/// A reply entering evaluation, from any source.
#[derive(Clone, Debug)]
pub struct IncomingReply {
    pub key: Key,
    pub block_type: BlockType,
    pub data: Vec<u8>,
    pub expiration: u64,
    pub anonymity: u32,
    /// Remote peer that sent the reply; `None` for local, DHT and cadet.
    pub sender: Option<Identity>,
}

/// One delivery to make to a request's handler.
#[derive(Clone, Debug)]
pub struct Delivery {
    pub request: RequestId,
    pub handler: ReplyHandler,
    pub eval: Evaluation,
    /// `None` for the synthetic "no more results" delivery.
    pub reply: Option<Reply>,
    pub anonymity: u32,
    pub last_transmission: LastTransmission,
    pub num_transmissions: u32,
    pub respect_offered: u32,
}

impl Delivery {
    pub fn is_terminal(&self) -> bool {
        self.eval == Evaluation::OkLast
    }
}

/// Result of evaluating a reply against every request for its key.
#[derive(Debug, Default)]
pub struct ReplyOutcome {
    pub deliveries: Vec<Delivery>,
    pub evaluations: Vec<(RequestId, Evaluation)>,
    /// At least one request matched.
    pub request_found: bool,
    /// Priority credited by the matched requests.
    pub priority: u32,
}

impl ReplyOutcome {
    pub fn eval_of(&self, id: RequestId) -> Option<Evaluation> {
        self.evaluations.iter().find(|(r, _)| *r == id).map(|(_, e)| *e)
    }
}
impl std::fmt::Display for WireError {
    fn fmt(&self, f: &mut std::fmt::Formatter<'_>) -> std::fmt::Result {
        match self {
            Self::Truncated { needed, got } => write!(f, "message truncated: need {needed} bytes, got {got}"),
            Self::SizeMismatch { declared, actual } => {
                write!(f, "header declares {declared} bytes but message has {actual}")
            }
            Self::UnknownMessageType(t) => write!(f, "unknown message type {t}"),
            Self::UnknownBlockType(t) => write!(f, "unknown block type {t}"),
            Self::MissingPeerIdentities { bits } => {
                write!(f, "hash bitmap {bits:#x} announces missing peer identities")
            }
            Self::BadFilterSize(len) => write!(f, "bloom filter size {len} is not a power of two"),
            Self::NonZeroReserved(v) => write!(f, "reserved field must be zero, got {v}"),
            Self::TooLarge(len) => write!(f, "message of {len} bytes exceeds maximum"),
        }
    }
}

impl std::error::Error for WireError {}

/// Content query sent between peers.
#[derive(Clone, Debug, PartialEq, Eq)]
pub struct GetMessage {
    pub block_type: BlockType,
    pub priority: u32,
    /// Relative time-to-live in seconds; negative values are already past.
    pub ttl: i32,
    pub filter_mutator: u32,
    pub query: Key,
    pub return_to: Option<Identity>,
    pub transmit_to: Option<Identity>,
    pub bloom: Vec<u8>,
}

/// Content reply sent between peers.
#[derive(Clone, Debug, PartialEq, Eq)]
pub struct PutMessage {
    pub block_type: BlockType,
    /// Absolute expiration in microseconds since the UNIX epoch.
    pub expiration: u64,
    pub data: Vec<u8>,
}

/// Request to stop pushing unsolicited content for a while.
#[derive(Clone, Copy, Debug, PartialEq, Eq)]
pub struct MigrationStop {
    pub duration: Duration,
}

#[derive(Clone, Debug, PartialEq, Eq)]
pub enum PeerMessage {
    Get(GetMessage),
    Put(PutMessage),
    MigrationStop(MigrationStop),
}

fn put_header(out: &mut Vec<u8>, size: usize, message_type: u16) {
    out.extend_from_slice(&(size as u16).to_be_bytes());
    out.extend_from_slice(&message_type.to_be_bytes());
}

fn read_u32(bytes: &[u8], at: usize) -> u32 {
    u32::from_be_bytes([bytes[at], bytes[at + 1], bytes[at + 2], bytes[at + 3]])
}

fn read_u64(bytes: &[u8], at: usize) -> u64 {
    let mut arr = [0u8; 8];
    arr.copy_from_slice(&bytes[at..at + 8]);
    u64::from_be_bytes(arr)
}

fn read_key(bytes: &[u8], at: usize) -> Key {
    let mut key = [0u8; 32];
    key.copy_from_slice(&bytes[at..at + 32]);
    key
}

fn block_type(raw: u32) -> Result<BlockType, WireError> {
    BlockType::from_u32(raw).ok_or(WireError::UnknownBlockType(raw))
}

impl GetMessage {
    pub fn hash_bitmap(&self) -> u32 {
        let mut bm = 0;
        if self.return_to.is_some() {
            bm |= GET_BIT_RETURN_TO;
        }
        if self.transmit_to.is_some() {
            bm |= GET_BIT_TRANSMIT_TO;
        }
        bm
    }

    pub fn encode(&self) -> Result<Vec<u8>, WireError> {
        let peers = self.return_to.iter().chain(self.transmit_to.iter());
        let size = GET_FIXED_SIZE + 32 * peers.clone().count() + self.bloom.len();
        if size > MAX_MESSAGE_SIZE {
            return Err(WireError::TooLarge(size));
        }
        let mut out = Vec::with_capacity(size);
        put_header(&mut out, size, MESSAGE_TYPE_FS_GET);
        out.extend_from_slice(&self.block_type.to_u32().to_be_bytes());
        out.extend_from_slice(&self.priority.to_be_bytes());
        out.extend_from_slice(&self.ttl.to_be_bytes());
        out.extend_from_slice(&self.filter_mutator.to_be_bytes());
        out.extend_from_slice(&self.hash_bitmap().to_be_bytes());
        out.extend_from_slice(&self.query);
        for peer in peers {
            out.extend_from_slice(peer.as_bytes());
        }
        out.extend_from_slice(&self.bloom);
        Ok(out)
    }

    fn decode_body(bytes: &[u8]) -> Result<Self, WireError> {
        if bytes.len() < GET_FIXED_SIZE {
            return Err(WireError::Truncated { needed: GET_FIXED_SIZE, got: bytes.len() });
        }
        let block_type = block_type(read_u32(bytes, 4))?;
        let priority = read_u32(bytes, 8);
        let ttl = read_u32(bytes, 12) as i32;
        let filter_mutator = read_u32(bytes, 16);
        let bitmap = read_u32(bytes, 20);
        let query = read_key(bytes, 24);

        let announced = bitmap.count_ones() as usize;
        let peers_end = GET_FIXED_SIZE + 32 * announced;
        if bytes.len() < peers_end {
            return Err(WireError::MissingPeerIdentities { bits: bitmap });
        }
        let mut offset = GET_FIXED_SIZE;
        let mut next_peer = || {
            let id = Identity::from_bytes(read_key(bytes, offset));
            offset += 32;
            id
        };
        let return_to = (bitmap & GET_BIT_RETURN_TO != 0).then(&mut next_peer);
        let transmit_to = (bitmap & GET_BIT_TRANSMIT_TO != 0).then(&mut next_peer);

        let bloom = bytes[peers_end..].to_vec();
        if !bloom.is_empty() && !bloom.len().is_power_of_two() {
            return Err(WireError::BadFilterSize(bloom.len()));
        }
        Ok(Self { block_type, priority, ttl, filter_mutator, query, return_to, transmit_to, bloom })
    }
}

impl PutMessage {
    pub fn encode(&self) -> Result<Vec<u8>, WireError> {
        let size = PUT_FIXED_SIZE + self.data.len();
        if size > MAX_MESSAGE_SIZE {
            return Err(WireError::TooLarge(size));
        }
        let mut out = Vec::with_capacity(size);
        put_header(&mut out, size, MESSAGE_TYPE_FS_PUT);
        out.extend_from_slice(&self.block_type.to_u32().to_be_bytes());
        out.extend_from_slice(&self.expiration.to_be_bytes());
        out.extend_from_slice(&self.data);
        Ok(out)
    }

    fn decode_body(bytes: &[u8]) -> Result<Self, WireError> {
        if bytes.len() < PUT_FIXED_SIZE {
            return Err(WireError::Truncated { needed: PUT_FIXED_SIZE, got: bytes.len() });
        }
        Ok(Self {
            block_type: block_type(read_u32(bytes, 4))?,
            expiration: read_u64(bytes, 8),
            data: bytes[PUT_FIXED_SIZE..].to_vec(),
        })
    }
}
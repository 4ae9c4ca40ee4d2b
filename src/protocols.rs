//! Collaborator trait definitions for the request-routing core.
//!
//! The core never touches storage, the DHT or the network directly. Each
//! external service is reached through one of the traits below, and every
//! call is made from a task spawned by the dispatch actor so that a slow
//! collaborator never stalls request processing.
//!
//! | Collaborator | Trait | Purpose |
//! |--------------|-------|---------|
//! | Datastore | [`Datastore`] | Content-addressed local storage with a UID cursor |
//! | DHT | [`Dht`] | Zero-anonymity distributed lookups |
//! | Direct-peer channel | [`Cadet`] | Fetch a block from a known peer |
//! | Messaging | [`Transport`] | Deliver encoded messages, bandwidth reservation |
//! | Reputation store | [`Peerstore`] | Persist per-peer respect |
//! | Indexing | [`Indexing`] | Indexed-file bookkeeping and on-demand blocks |
//!
//! Implementations used by the binary and the tests live in
//! [`crate::memory`].

use std::time::Duration;

use anyhow::Result;
use async_trait::async_trait;
use tokio::sync::mpsc;

use crate::block::{BlockType, Key};
use crate::identity::Identity;
use crate::messages::IndexedFile;

/// One record returned by a datastore key lookup.
#[derive(Clone, Debug, PartialEq, Eq)]
pub struct DatastoreRecord {
    pub key: Key,
    pub data: Vec<u8>,
    pub block_type: BlockType,
    pub priority: u32,
    pub anonymity: u32,
    pub replication: u32,
    /// Absolute expiration in microseconds since the UNIX epoch.
    pub expiration: u64,
    /// Position of this record in the datastore's iteration order.
    pub uid: u64,
}

/// Parameters of a single-record datastore lookup.
#[derive(Clone, Debug, PartialEq, Eq)]
pub struct DatastoreQuery {
    pub key: Key,
    /// `BlockType::Any` matches every type.
    pub block_type: BlockType,
    /// Return the first record whose uid is at least this value.
    pub next_uid: u64,
    /// Start at a random position instead of `next_uid`.
    pub random: bool,
    pub queue_priority: u32,
    pub max_queue_size: u32,
}

#[derive(Clone, Debug, PartialEq, Eq)]
pub struct DatastorePut {
    pub key: Key,
    pub data: Vec<u8>,
    pub block_type: BlockType,
    pub priority: u32,
    pub anonymity: u32,
    pub replication: u32,
    pub expiration: u64,
    pub queue_priority: u32,
    pub max_queue_size: u32,
}

#[derive(Clone, Copy, Debug, PartialEq, Eq)]
pub enum PutOutcome {
    Stored,
    /// The block is already present.
    Exists,
    /// Not stored for lack of space. The hint, if any, is the smallest
    /// expiration (µs since epoch) the datastore would still accept.
    Full { min_expiration: Option<u64> },
}

/// Content-addressed local storage.
#[async_trait]
pub trait Datastore: Send + Sync + 'static {
    /// Fetch one record stored under `query.key`, or `None` past the last one.
    async fn get_key(&self, query: DatastoreQuery) -> Result<Option<DatastoreRecord>>;

    async fn put(&self, put: DatastorePut) -> Result<PutOutcome>;

    /// Remove the record with exactly this key and data.
    async fn remove(&self, key: Key, data: Vec<u8>) -> Result<()>;
}

#[derive(Clone, Debug, PartialEq, Eq)]
pub struct DhtGet {
    pub block_type: BlockType,
    pub key: Key,
    pub replication: u32,
    /// Extra query scoping (reverse-route hint for forward-only requests).
    pub xquery: Option<Identity>,
    pub known_results: Vec<Key>,
}

#[derive(Clone, Debug, PartialEq, Eq)]
pub struct DhtResult {
    pub key: Key,
    pub block_type: BlockType,
    pub expiration: u64,
    pub data: Vec<u8>,
}

/// A running DHT lookup. Dropping `results` stops the lookup.
pub struct DhtLookup {
    pub results: mpsc::Receiver<DhtResult>,
    /// Content hashes the lookup should stop returning.
    pub known_results: mpsc::UnboundedSender<Vec<Key>>,
}

/// Distributed hash table.
#[async_trait]
pub trait Dht: Send + Sync + 'static {
    async fn get_start(&self, get: DhtGet) -> Result<DhtLookup>;
}

#[derive(Clone, Debug, PartialEq, Eq)]
pub struct CadetReply {
    pub block_type: BlockType,
    pub expiration: u64,
    pub data: Vec<u8>,
}

/// Direct-peer content channel.
#[async_trait]
pub trait Cadet: Send + Sync + 'static {
    /// Ask `target` for the block stored under `key`.
    async fn query(&self, target: Identity, key: Key, block_type: BlockType) -> Result<CadetReply>;
}

/// Outcome of a bandwidth reservation request.
#[derive(Clone, Copy, Debug, PartialEq, Eq)]
pub struct Reservation {
    /// Bytes granted; zero when the caller must retry.
    pub granted: u32,
    pub retry_after: Duration,
}

/// Peer-to-peer messaging layer.
#[async_trait]
pub trait Transport: Send + Sync + 'static {
    /// Hand an encoded message to `to`'s queue. Completion means the message
    /// has left our queue, not that the peer processed it.
    async fn send(&self, to: &Identity, message: Vec<u8>) -> Result<()>;

    async fn reserve(&self, to: &Identity, amount: u32) -> Result<Reservation>;

    async fn change_preference(&self, to: &Identity, amount: f64) -> Result<()>;
}

/// Persistent per-peer key-value store.
#[async_trait]
pub trait Peerstore: Send + Sync + 'static {
    async fn get(&self, namespace: &str, peer: &Identity, key: &str) -> Result<Vec<Vec<u8>>>;

    /// Store `value`, replacing earlier values under the same key.
    async fn store(&self, namespace: &str, peer: &Identity, key: &str, value: Vec<u8>) -> Result<()>;
}

/// Indexed (externally stored) files.
#[async_trait]
pub trait Indexing: Send + Sync + 'static {
    async fn add_to_index(&self, filename: &str, file_id: Key) -> Result<()>;

    /// Returns whether the file was indexed.
    async fn unindex(&self, file_id: Key) -> Result<bool>;

    async fn list(&self) -> Result<Vec<IndexedFile>>;

    /// Device and inode of `filename`, if the platform reports them.
    async fn file_identity(&self, filename: &str) -> Result<Option<(u64, u64)>>;

    async fn hash_file(&self, filename: &str) -> Result<Key>;

    /// Materialize an on-demand placeholder record into the block it stands for.
    async fn resolve_on_demand(&self, record: DatastoreRecord) -> Result<DatastoreRecord>;
}
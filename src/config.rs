//! Node configuration.

use std::time::Duration;

// ============================================================================
// Configuration Constants
// ============================================================================

/// Queue-size hint passed to the datastore with every lookup.
pub const DEFAULT_DATASTORE_QUEUE_SIZE: u32 = 1024;

/// Ceiling on requests that carry an expiration deadline.
pub const DEFAULT_MAX_PENDING_REQUESTS: usize = 32 * 1024;

/// Store content received from peers in the local datastore.
pub const DEFAULT_CONTENT_CACHING: bool = true;

/// Delay anonymous replies to defeat timing correlation.
pub const DEFAULT_RANDOMIZED_DELAYS: bool = true;

/// Queries are dropped when the requester already has this many replies queued.
pub const DEFAULT_MAX_QUEUE_PER_PEER: u32 = 16;

/// Outbound queries waiting in a single peer's send queue.
pub const DEFAULT_MAX_PENDING_QUERIES_PER_PEER: u32 = 32;

/// Interval at which the cover-traffic counters decay by 15/16.
pub const DEFAULT_COVER_AGE_FREQUENCY: Duration = Duration::from_secs(5);

/// Interval of the pending-table maintenance sweep.
pub const DEFAULT_MAINTENANCE_INTERVAL: Duration = Duration::from_secs(1);

/// Local lookups running longer than this are logged (repeatedly).
pub const DEFAULT_LOOKUP_WARNING_INTERVAL: Duration = Duration::from_secs(60);

/// Interval at which changed respect values are written to the peerstore.
pub const DEFAULT_RESPECT_FLUSH_INTERVAL: Duration = Duration::from_secs(5 * 60);

/// Replication level requested for DHT lookups.
pub const DEFAULT_DHT_REPLICATION: u32 = 5;

/// Direct-peer lookup attempts before giving up.
pub const DEFAULT_CADET_RETRY_MAX: u32 = 3;

/// Capacity of the command channel feeding the dispatch actor.
pub const DEFAULT_COMMAND_CHANNEL_CAPACITY: usize = 1024;

#[derive(Clone, Debug)]
pub struct FsConfig {
    // ========================================================================
    // Datastore
    // ========================================================================
    /// Queue-size hint for datastore operations.
    pub datastore_queue_size: u32,
    /// Cache content pushed or returned by peers.
    pub content_caching: bool,

    // ========================================================================
    // Admission control
    // ========================================================================
    /// Maximum number of expiring pending requests.
    pub max_pending_requests: usize,
    /// Maximum queued replies (immediate + delayed) towards one peer before
    /// that peer's queries are dropped.
    pub max_queue_per_peer: u32,
    /// Maximum queued queries towards one peer.
    pub max_pending_queries_per_peer: u32,

    // ========================================================================
    // Anonymity
    // ========================================================================
    /// Route anonymous replies through the artificial-delay tier.
    pub randomized_delays: bool,
    /// Decay interval of the cover-traffic counters.
    pub cover_age_frequency: Duration,

    // ========================================================================
    // Lookups
    // ========================================================================
    pub dht_replication: u32,
    pub cadet_retry_max: u32,
    pub lookup_warning_interval: Duration,

    // ========================================================================
    // Housekeeping
    // ========================================================================
    pub maintenance_interval: Duration,
    pub respect_flush_interval: Duration,
    pub command_channel_capacity: usize,
}

impl Default for FsConfig {
    fn default() -> Self {
        Self {
            datastore_queue_size: DEFAULT_DATASTORE_QUEUE_SIZE,
            content_caching: DEFAULT_CONTENT_CACHING,

            max_pending_requests: DEFAULT_MAX_PENDING_REQUESTS,
            max_queue_per_peer: DEFAULT_MAX_QUEUE_PER_PEER,
            max_pending_queries_per_peer: DEFAULT_MAX_PENDING_QUERIES_PER_PEER,

            randomized_delays: DEFAULT_RANDOMIZED_DELAYS,
            cover_age_frequency: DEFAULT_COVER_AGE_FREQUENCY,

            dht_replication: DEFAULT_DHT_REPLICATION,
            cadet_retry_max: DEFAULT_CADET_RETRY_MAX,
            lookup_warning_interval: DEFAULT_LOOKUP_WARNING_INTERVAL,

            maintenance_interval: DEFAULT_MAINTENANCE_INTERVAL,
            respect_flush_interval: DEFAULT_RESPECT_FLUSH_INTERVAL,
            command_channel_capacity: DEFAULT_COMMAND_CHANNEL_CAPACITY,
        }
    }
}
use std::time::Duration;

use anyhow::{bail, Context, Result};
use clap::Parser;
use tokio::time;
use tracing::{info, warn};
use tracing_subscriber::{fmt, EnvFilter};

use korium_fs::{BlockType, FsConfig, Keypair, MemoryDatastore, MemoryNetwork, StartSearch};

/// Runs a chain of in-process nodes, places a block at the far end and
/// searches for it from the first node.
#[derive(Parser, Debug)]
#[command(name = "korium-fs")]
#[command(author, version, about, long_about = None)]
struct Args {
    /// Number of nodes in the chain.
    #[arg(short, long, default_value = "4")]
    nodes: usize,

    /// Anonymity level of the search (0 also uses the DHT).
    #[arg(short, long, default_value = "1")]
    anonymity: u32,

    /// Size of the block placed at the far end.
    #[arg(short, long, default_value = "4096")]
    block_size: usize,

    /// Disable caching of content passing through.
    #[arg(long)]
    no_caching: bool,

    /// Disable randomized reply delays.
    #[arg(long)]
    no_delays: bool,

    /// Seconds between telemetry snapshots.
    #[arg(short, long, default_value = "10")]
    telemetry_interval: u64,

    /// Exit once the search has been answered.
    #[arg(long)]
    exit_after_search: bool,
}

#[tokio::main]
async fn main() -> Result<()> {
    let args = Args::parse();

    let filter = EnvFilter::try_from_default_env().unwrap_or_else(|_| EnvFilter::new("info"));

    fmt()
        .with_env_filter(filter)
        .with_target(true)
        .with_thread_ids(false)
        .with_file(false)
        .with_line_number(false)
        .with_writer(std::io::stderr)
        .init();

    if args.nodes < 2 {
        bail!("at least two nodes are needed");
    }

    let config = FsConfig {
        content_caching: !args.no_caching,
        randomized_delays: !args.no_delays,
        ..FsConfig::default()
    };

    let network = MemoryNetwork::new();
    let mut nodes = Vec::with_capacity(args.nodes);
    let mut stores = Vec::with_capacity(args.nodes);
    for _ in 0..args.nodes {
        let datastore = std::sync::Arc::new(MemoryDatastore::new(1024));
        let node = network.spawn_node(Keypair::generate(), config.clone(), datastore.clone()).await;
        info!(node = %node.identity(), "node started");
        nodes.push(node);
        stores.push(datastore);
    }
    for pair in nodes.windows(2) {
        network.link(&pair[0].identity(), &pair[1].identity()).await?;
    }

    let data: Vec<u8> = (0..args.block_size).map(|_| rand::random::<u8>()).collect();
    let last = stores.last().context("no nodes")?;
    let query = last.insert_block(BlockType::DBlock, data.clone()).await?;
    info!(query = %hex::encode(query), holder = %nodes[args.nodes - 1].identity(), "block placed");

    let searcher = &nodes[0];
    let mut session = searcher.connect_client().await?;
    searcher
        .start_search(session.id, StartSearch {
            block_type: BlockType::DBlock,
            anonymity: args.anonymity,
            options: 0,
            target: None,
            query,
            known_replies: Vec::new(),
        })
        .await?;
    info!(client = %session.id, "search started");

    let mut interval = time::interval(Duration::from_secs(args.telemetry_interval));
    interval.tick().await;

    loop {
        tokio::select! {
            _ = tokio::signal::ctrl_c() => {
                info!("Received shutdown signal, exiting gracefully");
                break;
            }
            result = session.results.recv() => {
                let Some(result) = result else {
                    warn!("result channel closed");
                    break;
                };
                if result.data == data {
                    info!(
                        bytes = result.data.len(),
                        transmissions = result.num_transmissions,
                        respect = result.respect_offered,
                        "block found"
                    );
                } else {
                    warn!("received a result that does not match the block");
                }
                if args.exit_after_search {
                    break;
                }
            }
            _ = interval.tick() => {
                for node in &nodes {
                    match node.telemetry().await {
                        Ok(t) => info!(
                            node = %t.local,
                            peers = t.connected_peers,
                            pending = t.pending_requests,
                            plans = t.plans,
                            typical_priority = format!("{:.2}", t.typical_priority),
                            queries_received = t.counters.queries_received,
                            queries_sent = t.counters.queries_sent,
                            replies_to_peers = t.counters.replies_to_peers,
                            "telemetry snapshot"
                        ),
                        Err(e) => warn!(error = %e, "telemetry unavailable"),
                    }
                }
            }
        }
    }

    network.shutdown().await;
    Ok(())
}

^^^^^^^^

What you should do: Reproduce, exactly as they stand in the data above, the lines from the one that holds "should stop returning." to the one that holds "async fn reserve(&self, to: &Identity, amount: u32)", inclusive.

Worked solution:
    /// Content hashes the lookup should stop returning.
    pub known_results: mpsc::UnboundedSender<Vec<Key>>,
}

/// Distributed hash table.
#[async_trait]
pub trait Dht: Send + Sync + 'static {
    async fn get_start(&self, get: DhtGet) -> Result<DhtLookup>;
}

#[derive(Clone, Debug, PartialEq, Eq)]
pub struct CadetReply {
    pub block_type: BlockType,
    pub expiration: u64,
    pub data: Vec<u8>,
}

/// Direct-peer content channel.
#[async_trait]
pub trait Cadet: Send + Sync + 'static {
    /// Ask `target` for the block stored under `key`.
    async fn query(&self, target: Identity, key: Key, block_type: BlockType) -> Result<CadetReply>;
}

/// Outcome of a bandwidth reservation request.
#[derive(Clone, Copy, Debug, PartialEq, Eq)]
pub struct Reservation {
    /// Bytes granted; zero when the caller must retry.
    pub granted: u32,
    pub retry_after: Duration,
}

/// Peer-to-peer messaging layer.
#[async_trait]
pub trait Transport: Send + Sync + 'static {
    /// Hand an encoded message to `to`'s queue. Completion means the message
    /// has left our queue, not that the peer processed it.
    async fn send(&self, to: &Identity, message: Vec<u8>) -> Result<()>;

    async fn reserve(&self, to: &Identity, amount: u32) -> Result<Reservation>;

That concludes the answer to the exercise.